When I run Postgres_load_data script, first three table are loaded and after that I got message: could not stat file CHARTEVENTS.csv: unknown error. Is anyone has this situation and can help.
Have you checked the integrity of your copy of chartevents.csv
using the checksum files provided on the download page for the project? Perhaps it was corrupted during download or decompression.
Yes, I used command md5 checksum_md5_zipped.txt and everything is OK with all tables...
I also tried with zipped data and run postgres_load_data script_7zip. In that case I get: unquoted newline found in data. Hints: use quoted CSV field to represent new line.
I also checked md5 checksum_md5_unzipped.txt and everything is ok.
It sounds as though there is a mismatch between the script you're running and the data you have. I'd make sure:
.csv.gz
Past that it's really hard to debug remotely without more info like a screenshot of your folder setup, your system information, the exact commands you ran and the exact error message.
Hello,
Thank you for your answer.
Great that's very helpful, thanks for the additional info. I think it's as simple as the file not being in the folder.

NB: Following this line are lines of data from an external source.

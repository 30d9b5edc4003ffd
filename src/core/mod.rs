//! Core business logic for Cairn.
//!
//! # Modules
//!
//! - [`update`] - The dataset update workflow
//! - [`identifiers`] - Identifier generation and registration with bounded retry
//! - [`locks`] - Dataset locks
//! - [`notifications`] - User notifications and mute rules
//! - [`export`] - Metadata export and reindexing
//! - [`fingerprint`] - Version UNF recalculation
//!
//! # Update Workflow
//!
//! 1. **Authorize**: caller must be authenticated and hold `EditDataset`
//! 2. **Check locks**: an edit-blocking lock aborts the update
//! 3. **Validate**: strict or lenient field validation of the draft
//! 4. **Stage**: timestamps, file deletions and UNF recalculation
//! 5. **Register** (optional): identifier registration with bounded retry
//! 6. **Commit**: one unit of work
//! 7. **After commit**: version-user tracking and reindexing, failures logged only

pub mod export;
pub mod fingerprint;
pub mod identifiers;
pub mod locks;
pub mod notifications;
pub mod update;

Can you double check that your folder C:/Users/Lejla/Desktop/MIMICIII
has the CHARTEVENTS.csv
file?
It may be that you tried to extract all the compressed files, but it failed for chartevents and so you only have a .csv.gz
file (reasons could be because the extracted file is 33GB and you ran out of space, or your file system is FAT32 (!), or who knows). In that case, you may want to edit the load script to load it directly from .csv.gz
. You can do that by replacing:
\copy CHARTEVENTS from 'CHARTEVENTS.csv' delimiter ',' csv header NULL ''
with
\copy CHARTEVENTS from PROGRAM '7z e -so CHARTEVENTS.csv.gz' delimiter ',' csv header NULL ''
Thank you very much for answer. I tried this time to work with zip file, and run script for it. This time I got other
message... Perhaps it will help.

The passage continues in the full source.